Top of LISTED RECORDS
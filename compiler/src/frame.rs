use crate::CompileError;
use bytecode::FunctionHandle;
use std::collections::HashMap;

pub const MAX_LOCALS: usize = 256;
pub const MAX_UPVALUES: usize = 256;

/// Sentinel depth for a local that has been declared but whose initializer
/// hasn't finished compiling yet — reading it is "use before ready".
pub const UNINITIALIZED: i32 = -1;

#[derive(Debug)]
pub struct Local<'src> {
    pub name: &'src str,
    pub depth: i32,
    pub is_upvalue: bool,
    pub constant: bool,
}

#[derive(Debug, Clone, Copy)]
pub struct Upvalue {
    pub index: u8,
    pub is_local: bool,
    pub constant: bool,
}

#[derive(Debug)]
pub struct LoopRecord {
    pub start: usize,
    pub scope_depth: u32,
    /// Offset (within the chunk) of the placeholder operand of each `OP_BREAK`
    /// seen inside this loop's body; patched to `OP_JUMP` when the loop ends.
    pub breaks: Vec<usize>,
}

#[derive(Debug)]
pub struct ClassRecord<'src> {
    pub name: &'src str,
    pub has_superclass: bool,
}

/// One nested function's worth of compile-time bookkeeping. The compiler
/// keeps a `Vec<CompilerFrame>` with the innermost function last; resolving a
/// name that isn't local walks back through that vector (see
/// [`resolve_upvalue`]).
pub struct CompilerFrame<'src> {
    pub function: FunctionHandle,
    pub locals: Vec<Local<'src>>,
    pub upvalues: Vec<Upvalue>,
    pub scope_depth: u32,
    pub loops: Vec<LoopRecord>,
    pub classes: Vec<ClassRecord<'src>>,
    name_constants: HashMap<&'src str, u8>,
}

impl<'src> CompilerFrame<'src> {
    pub fn new(function: FunctionHandle, reserve_this: bool) -> Self {
        let mut locals = Vec::with_capacity(MAX_LOCALS);
        // Slot 0 is reserved: `this` for methods, unnamed (unreachable by
        // name) for plain functions, so the runtime stack layout lines up.
        locals.push(Local {
            name: if reserve_this { "this" } else { "" },
            depth: 0,
            is_upvalue: false,
            constant: true,
        });
        Self {
            function,
            locals,
            upvalues: Vec::new(),
            scope_depth: 0,
            loops: Vec::new(),
            classes: Vec::new(),
            name_constants: HashMap::new(),
        }
    }

    pub fn add_local(&mut self, name: &'src str, constant: bool) -> Result<(), CompileError> {
        if self.locals.len() >= MAX_LOCALS {
            return Err(CompileError::TooManyLocals);
        }
        self.locals.push(Local {
            name,
            depth: UNINITIALIZED,
            is_upvalue: false,
            constant,
        });
        Ok(())
    }

    pub fn mark_initialized(&mut self) {
        self.locals.last_mut().unwrap().depth = self.scope_depth as i32;
    }

    /// Marks the last `n` consecutively-declared locals initialized at the
    /// current scope depth (used by `from ... import a, b, c`, which
    /// declares every name before any of them is defined).
    pub fn mark_last_n_initialized(&mut self, n: usize) {
        let depth = self.scope_depth as i32;
        let len = self.locals.len();
        for local in &mut self.locals[len - n..] {
            local.depth = depth;
        }
    }

    /// `resolveLocal`: newest-to-oldest scan, first name match wins.
    /// `allow_uninitialized` is true only when called as a *parent* lookup
    /// from [`resolve_upvalue`] — reading an uninitialized local in one's own
    /// frame is always an error.
    pub fn resolve_local(
        &self,
        name: &str,
        allow_uninitialized: bool,
    ) -> Result<Option<u8>, CompileError> {
        for (idx, local) in self.locals.iter().enumerate().rev() {
            if local.name == name {
                if local.depth == UNINITIALIZED && !allow_uninitialized {
                    return Err(CompileError::ReadLocalInOwnInitializer);
                }
                return Ok(Some(idx as u8));
            }
        }
        Ok(None)
    }

    fn add_upvalue(&mut self, index: u8, is_local: bool, constant: bool) -> Result<u8, CompileError> {
        for (i, up) in self.upvalues.iter().enumerate() {
            if up.index == index && up.is_local == is_local {
                return Ok(i as u8);
            }
        }
        if self.upvalues.len() >= MAX_UPVALUES {
            return Err(CompileError::TooManyUpvalues);
        }
        let slot = self.upvalues.len() as u8;
        self.upvalues.push(Upvalue {
            index,
            is_local,
            constant,
        });
        Ok(slot)
    }

    /// Looks up a previously pool-allocated index for `name` in this chunk.
    pub fn cached_name_constant(&self, name: &str) -> Option<&u8> {
        self.name_constants.get(name)
    }

    pub fn insert_name_constant(&mut self, name: &'src str, idx: u8) {
        self.name_constants.insert(name, idx);
    }
}

/// `resolveUpvalue`, implemented as recursion over frame-chain slices rather
/// than an `Rc<RefCell<_>>` linked list: `frames` runs outermost-first with
/// the current frame last. Flattens capture through every intermediate
/// frame so a deeply nested closure can reach an ancestor's local.
pub fn resolve_upvalue(frames: &mut [CompilerFrame], name: &str) -> Result<Option<u8>, CompileError> {
    let len = frames.len();
    if len < 2 {
        return Ok(None);
    }
    let (enclosing_chain, current_slice) = frames.split_at_mut(len - 1);
    let enclosing_idx = enclosing_chain.len() - 1;

    if let Some(slot) = enclosing_chain[enclosing_idx].resolve_local(name, true)? {
        enclosing_chain[enclosing_idx].locals[slot as usize].is_upvalue = true;
        let constant = enclosing_chain[enclosing_idx].locals[slot as usize].constant;
        let up = current_slice[0].add_upvalue(slot, true, constant)?;
        return Ok(Some(up));
    }

    match resolve_upvalue(enclosing_chain, name)? {
        Some(parent_idx) => {
            let constant = enclosing_chain[enclosing_idx].upvalues[parent_idx as usize].constant;
            let up = current_slice[0].add_upvalue(parent_idx, false, constant)?;
            Ok(Some(up))
        }
        None => Ok(None),
    }
}

#[cfg(test)]
mod tests {
    use super::*;
    use bytecode::{AccessLevel, FunctionKind, FunctionObject};
    use std::cell::RefCell;
    use std::rc::Rc;

    fn frame() -> CompilerFrame<'static> {
        let f = FunctionObject::new(Rc::from("m"), FunctionKind::Function, AccessLevel::Public);
        CompilerFrame::new(Rc::new(RefCell::new(f)), false)
    }

    #[test]
    fn shadowing_resolves_to_the_newest_declaration() {
        let mut f = frame();
        f.add_local("x", false).unwrap();
        f.mark_initialized();
        f.add_local("x", false).unwrap();
        f.mark_initialized();
        assert_eq!(f.resolve_local("x", false).unwrap(), Some(2));
    }

    #[test]
    fn reading_own_uninitialized_local_is_an_error() {
        let mut f = frame();
        f.add_local("x", false).unwrap();
        assert!(matches!(
            f.resolve_local("x", false),
            Err(CompileError::ReadLocalInOwnInitializer)
        ));
    }

    #[test]
    fn upvalue_flattens_through_two_enclosing_frames() {
        let mut outer = frame();
        outer.add_local("x", false).unwrap();
        outer.mark_initialized();
        let middle = frame();
        let inner = frame();
        let mut frames = vec![outer, middle, inner];

        let up = resolve_upvalue(&mut frames, "x").unwrap();
        assert_eq!(up, Some(0));
        assert!(frames[1].upvalues[0].is_local);
        assert_eq!(frames[1].upvalues[0].index, 0);

        let up_inner = resolve_upvalue(&mut frames[..], "x").unwrap();
        // frames[..] still has len 3, so this resolves through frames[1]'s
        // freshly-added upvalue rather than frames[0]'s local directly.
        assert_eq!(up_inner, Some(0));
        assert!(!frames[2].upvalues[0].is_local);
    }

    #[test]
    fn deduplicates_upvalues_by_index_and_locality() {
        let mut outer = frame();
        outer.add_local("x", false).unwrap();
        outer.mark_initialized();
        let inner = frame();
        let mut frames = vec![outer, inner];
        let a = resolve_upvalue(&mut frames, "x").unwrap();
        let b = resolve_upvalue(&mut frames, "x").unwrap();
        assert_eq!(a, b);
        assert_eq!(frames[1].upvalues.len(), 1);
    }
}
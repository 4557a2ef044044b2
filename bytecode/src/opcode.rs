use std::convert::TryFrom;
use std::fmt;

/// The stable bytecode ABI shared with the (external) execution engine.
///
/// Operand widths are fixed per opcode and documented on each variant; the
/// compiler is the only producer of this stream, never a consumer.
#[derive(Debug, Clone, Copy, PartialEq, Eq)]
#[repr(u8)]
pub enum OpCode {
    // --- 0 operands ---
    Nil = 0,
    True,
    False,
    Pop,
    Equal,
    Greater,
    Less,
    Add,
    Subtract,
    Multiply,
    Divide,
    Mod,
    Pow,
    Not,
    Negate,
    BitwiseAnd,
    BitwiseXor,
    BitwiseOr,
    CloseUpvalue,
    Return,
    EndClass,
    ImportVariable,
    ImportEnd,
    Break,
    PopRepl,
    Empty,

    // --- 1-byte operand ---
    Constant,
    GetLocal,
    SetLocal,
    GetGlobal,
    GetModule,
    SetModule,
    DefineModule,
    GetUpvalue,
    SetUpvalue,
    GetProperty,
    GetPropertyNoPop,
    SetProperty,
    SetClassVar,
    GetSuper,
    Method,
    Import,
    Class,
    Subclass,

    // --- 2-byte operand (big-endian, relative) ---
    Jump,
    JumpIfFalse,
    Loop,

    // --- composite operands, see §6 ---
    Call,
    Invoke,
    Super,
    DefineOptional,
    Closure,
    ImportFrom,
}

impl OpCode {
    pub const COUNT: usize = Self::ImportFrom as usize + 1;
}

impl From<OpCode> for u8 {
    fn from(op: OpCode) -> u8 {
        op as u8
    }
}

impl TryFrom<u8> for OpCode {
    type Error = ();

    fn try_from(value: u8) -> Result<Self, Self::Error> {
        if (value as usize) < Self::COUNT {
            // SAFETY: `OpCode` is `repr(u8)` with contiguous discriminants
            // from 0..COUNT, checked by the bound above.
            Ok(unsafe { std::mem::transmute::<u8, OpCode>(value) })
        } else {
            Err(())
        }
    }
}

impl fmt::Display for OpCode {
    fn fmt(&self, f: &mut fmt::Formatter<'_>) -> fmt::Result {
        write!(f, "{:?}", self)
    }
}

#[cfg(test)]
mod tests {
    use super::*;

    #[test]
    fn round_trips_every_opcode_through_u8() {
        for byte in 0..OpCode::COUNT as u8 {
            let op = OpCode::try_from(byte).expect("every byte below COUNT decodes");
            assert_eq!(u8::from(op), byte);
        }
    }

    #[test]
    fn rejects_bytes_past_the_table() {
        assert_eq!(OpCode::try_from(u8::MAX), Err(()));
    }
}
Bottom of LISTED RECORDS
EXERCISE DIRECTIONS | Word for word, repeat the data from its first line through the line with "hasn't finished compiling", including both of those lines and no others.

RESPONSE |
filename compiler/src/frame.rs
use crate::CompileError;
use bytecode::FunctionHandle;
use std::collections::HashMap;

pub const MAX_LOCALS: usize = 256;
pub const MAX_UPVALUES: usize = 256;

/// Sentinel depth for a local that has been declared but whose initializer
/// hasn't finished compiling yet — reading it is "use before ready".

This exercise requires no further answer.